▶ WORK INSTRUCTIONS:
In the records below, find the line that contains "resumed, creating nothing" and the line that contains "assert!(store.is_empty());", then retype exactly those two lines and every line between them.

▶ RECORDS TO USE:
--*--

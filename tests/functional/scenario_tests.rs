//! Multi-pass scenarios driven through the event source.
//!
//! Each pass classifies the server with [`StatusEventSource`], runs the
//! handlers against the store and writes the resulting status back onto the
//! server, as the controller does through the status subresource.

use minecraft_operator::controller::dependents::reconcile_dependents;
use minecraft_operator::controller::events::{EventSource, ServerEvent, StatusEventSource};
use minecraft_operator::controller::server_reconciler::{PassOutcome, run_handlers};
use minecraft_operator::crd::{MinecraftServer, ServerPhase, StorageSpec};
use minecraft_operator::resources::{DependentKind, LABEL_SYNCED_KINDS};
use minecraft_operator::store::{MemoryStore, StoreOperation};

use crate::fixtures::*;

/// Run one controller pass and persist its status onto `server`.
async fn pass(store: &MemoryStore, server: &mut MinecraftServer, first_seen: bool) -> PassOutcome {
    let events = StatusEventSource.events_for(server, first_seen);
    let outcome = run_handlers(store, server, &events, &LABEL_SYNCED_KINDS).await;
    server.status = Some(outcome.status.clone());
    outcome
}

fn handlers(server: &MinecraftServer, first_seen: bool) -> Vec<&'static str> {
    StatusEventSource
        .events_for(server, first_seen)
        .iter()
        .map(ServerEvent::as_str)
        .collect()
}

#[tokio::test]
async fn test_end_to_end_mc1() {
    let store = MemoryStore::new();
    let names = reconcile_dependents(&store, &mc1_spec(), &mc1_parent())
        .await
        .unwrap();

    let created: Vec<String> = store
        .operations()
        .into_iter()
        .filter_map(|op| match op {
            StoreOperation::Create(_, name) => Some(name),
            _ => None,
        })
        .collect();
    assert_eq!(created, vec!["mc1-data", "mc1-config", "mc1-secret", "mc1-svc", "mc1"]);

    let record = serde_json::to_value(&names).unwrap();
    assert_eq!(
        record,
        serde_json::json!({
            "data-pvc-name": "mc1-data",
            "config-name": "mc1-config",
            "secret-name": "mc1-secret",
            "deployment-name": "mc1",
        })
    );
}

#[tokio::test]
async fn test_lifecycle_create_update_relabel() {
    let store = MemoryStore::new();
    let mut server = mc1_server(mc1_spec(), 1);

    // Create
    let outcome = pass(&store, &mut server, true).await;
    assert!(outcome.error.is_none());
    assert_eq!(outcome.created, DependentKind::ALL.to_vec());
    assert_eq!(outcome.status.phase, ServerPhase::Ready);
    assert_eq!(outcome.status.observed_generation, Some(1));
    assert!(handlers(&server, false).is_empty());

    // Spec update
    server.spec.storage_size = Some("20Gi".to_string());
    server.metadata.generation = Some(2);
    assert_eq!(handlers(&server, false), vec!["update"]);
    let outcome = pass(&store, &mut server, false).await;
    assert!(outcome.storage_updated);
    assert_eq!(stored_storage_request(&store).as_deref(), Some("20Gi"));
    assert_eq!(server.status.as_ref().unwrap().observed_generation, Some(2));

    // Relabel
    set_labels(&mut server, &[("team", "ops")]);
    assert_eq!(handlers(&server, false), vec!["labels"]);
    let outcome = pass(&store, &mut server, false).await;
    assert_eq!(outcome.labels_patched, 3);
    assert_eq!(
        labels_of(&store, DependentKind::Secret).get("team").map(String::as_str),
        Some("ops")
    );
    assert!(handlers(&server, false).is_empty());
}

#[tokio::test]
async fn test_restart_resumes_partial_create() {
    let store = MemoryStore::new();
    let mut server = mc1_server(mc1_spec(), 1);
    store.fail_creates(DependentKind::Deployment);

    let outcome = pass(&store, &mut server, true).await;
    assert!(outcome.error.as_ref().is_some_and(|e| e.is_retryable()));
    assert_eq!(outcome.status.phase, ServerPhase::Provisioning);
    assert!(outcome.status.dependents.is_none());

    // The next pass is a create again, since nothing was recorded
    store.heal();
    assert_eq!(handlers(&server, true), vec!["create"]);
    let outcome = pass(&store, &mut server, true).await;
    assert!(outcome.error.is_none());
    assert_eq!(outcome.created, vec![DependentKind::Deployment]);
    assert_eq!(outcome.status.phase, ServerPhase::Ready);

    // After a process restart the recorded server is resumed, creating nothing
    assert_eq!(handlers(&server, true), vec!["resume"]);
    let outcome = pass(&store, &mut server, true).await;
    assert!(outcome.created.is_empty());
    assert_eq!(store.created_kinds().len(), 5);
}

#[tokio::test]
async fn test_resume_recreates_deleted_dependent_names_unchanged() {
    let store = MemoryStore::new();
    let mut server = mc1_server(mc1_spec(), 1);
    pass(&store, &mut server, true).await;
    let recorded = server.status.as_ref().unwrap().dependents.clone();

    let fresh = MemoryStore::new();
    let outcome = pass(&fresh, &mut server, true).await;

    assert_eq!(outcome.created, DependentKind::ALL.to_vec());
    assert_eq!(server.status.as_ref().unwrap().dependents, recorded);
}

#[tokio::test]
async fn test_invalid_spec_then_fixed() {
    let store = MemoryStore::new();
    let mut spec = mc1_spec();
    spec.storage = Some(StorageSpec {
        size: Some(String::new()),
        class: Some("standard".to_string()),
    });
    let mut server = mc1_server(spec, 1);

    let outcome = pass(&store, &mut server, true).await;
    assert!(outcome.error.as_ref().is_some_and(|e| e.is_permanent()));
    assert_eq!(outcome.status.phase, ServerPhase::Failed);
    assert!(store.is_empty());

    server.spec = mc1_spec();
    server.metadata.generation = Some(2);
    let outcome = pass(&store, &mut server, false).await;
    assert!(outcome.error.is_none());
    assert_eq!(outcome.status.phase, ServerPhase::Ready);
    assert_eq!(outcome.status.observed_generation, Some(2));
}

#[tokio::test]
async fn test_rejected_update_does_not_block_labels() {
    let store = MemoryStore::new();
    let mut server = mc1_server(mc1_spec(), 1);
    pass(&store, &mut server, true).await;

    // A spec change without storageSize, together with a label change
    server.metadata.generation = Some(2);
    set_labels(&mut server, &[("team", "ops")]);
    assert_eq!(handlers(&server, false), vec!["update", "labels"]);

    let outcome = pass(&store, &mut server, false).await;
    assert!(outcome.error.is_none());
    assert!(outcome.update_rejected.is_some());
    assert_eq!(outcome.labels_patched, 3);
    assert_eq!(server.status.as_ref().unwrap().observed_generation, Some(2));
    assert!(handlers(&server, false).is_empty());
}

#[tokio::test]
async fn test_failed_label_patch_is_retried() {
    let store = MemoryStore::new();
    let mut server = mc1_server(mc1_spec(), 1);
    pass(&store, &mut server, true).await;

    set_labels(&mut server, &[("team", "ops")]);
    store.fail_patches(DependentKind::ConfigMap);
    let outcome = pass(&store, &mut server, false).await;
    assert!(outcome.error.as_ref().is_some_and(|e| e.is_retryable()));
    assert_eq!(server.status.as_ref().unwrap().observed_labels, None);

    store.heal();
    assert_eq!(handlers(&server, false), vec!["labels"]);
    let outcome = pass(&store, &mut server, false).await;
    assert!(outcome.error.is_none());
    assert!(labels_of(&store, DependentKind::ConfigMap).contains_key("team"));
}

#[tokio::test]
async fn test_failed_storage_patch_is_retried() {
    let store = MemoryStore::new();
    let mut server = mc1_server(mc1_spec(), 1);
    pass(&store, &mut server, true).await;

    server.spec.storage_size = Some("20Gi".to_string());
    server.metadata.generation = Some(2);
    store.fail_patches(DependentKind::VolumeClaim);

    let outcome = pass(&store, &mut server, false).await;
    assert!(outcome.update_rejected.is_none());
    assert!(outcome.error.as_ref().is_some_and(|e| e.is_retryable()));
    assert_eq!(server.status.as_ref().unwrap().observed_generation, Some(1));
    assert_eq!(handlers(&server, false), vec!["update"]);

    store.heal();
    let outcome = pass(&store, &mut server, false).await;
    assert!(outcome.error.is_none());
    assert!(outcome.storage_updated);
    assert_eq!(stored_storage_request(&store).as_deref(), Some("20Gi"));
    assert_eq!(server.status.as_ref().unwrap().observed_generation, Some(2));
}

--*--

▶ SOLUTION FOR THIS TASK:
    // After a process restart the recorded server is resumed, creating nothing
    assert_eq!(handlers(&server, true), vec!["resume"]);
    let outcome = pass(&store, &mut server, true).await;
    assert!(outcome.created.is_empty());
    assert_eq!(store.created_kinds().len(), 5);
}

#[tokio::test]
async fn test_resume_recreates_deleted_dependent_names_unchanged() {
    let store = MemoryStore::new();
    let mut server = mc1_server(mc1_spec(), 1);
    pass(&store, &mut server, true).await;
    let recorded = server.status.as_ref().unwrap().dependents.clone();

    let fresh = MemoryStore::new();
    let outcome = pass(&fresh, &mut server, true).await;

    assert_eq!(outcome.created, DependentKind::ALL.to_vec());
    assert_eq!(server.status.as_ref().unwrap().dependents, recorded);
}

#[tokio::test]
async fn test_invalid_spec_then_fixed() {
    let store = MemoryStore::new();
    let mut spec = mc1_spec();
    spec.storage = Some(StorageSpec {
        size: Some(String::new()),
        class: Some("standard".to_string()),
    });
    let mut server = mc1_server(spec, 1);

    let outcome = pass(&store, &mut server, true).await;
    assert!(outcome.error.as_ref().is_some_and(|e| e.is_permanent()));
    assert_eq!(outcome.status.phase, ServerPhase::Failed);
    assert!(store.is_empty());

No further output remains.